O2 review: A well-written medical thriller that’s effectively translated onto the screen

The makers have neatly woven details in the film that ensure medical terms and procedures do not seem complicated to the audience.

BySunayana Suresh

Published:Apr 19, 2024

Raghav Nayak and Prashanth Raj's directorial O2

O2 (Kannada)

19-04-2024, Medical Thriller, 1 hour 49 minutes U
  • Main Cast: Ashika Ranganath, Praveen Tej, Raghav Nayak, Prakash Belawadi, Shreedhar, Gopi Krishna Deshpande, Puneeth BA, and Siri Ravikumar
  • Director: Raghav Nayak and Prashanth Raj
  • Producer: Ashwini Puneeth Rajkumar
  • Music Director: Vivan Radhakrishna
  • Cinematography: Naveen Kumar S



O2, the latest offering from PRK Productions, is led by Ashika Ranganath. A medical thriller, it revolves around a young doctor’s battle against death and mortality.

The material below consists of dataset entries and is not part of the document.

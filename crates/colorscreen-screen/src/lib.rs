//! Synthesis of the 128x128 periodic `mult`/`add` tile that models one
//! repeat of an additive color-screen mosaic, for every supported
//! [`ScreenType`](colorscreen_core::ScreenType).

mod tile;

pub use tile::ScreenTile;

On the outside, Dr Shraddha Nayak is busy trying to find validation for her trials on an intravenous drug that could possibly delay death and save lives.

At the same time, she is trying to come to terms with the idea of mortality and moving on in her mind.

Interesting script

What sets a production house like PRK Productions apart from the rest is the trust they have placed in backing new filmmakers and different thoughts.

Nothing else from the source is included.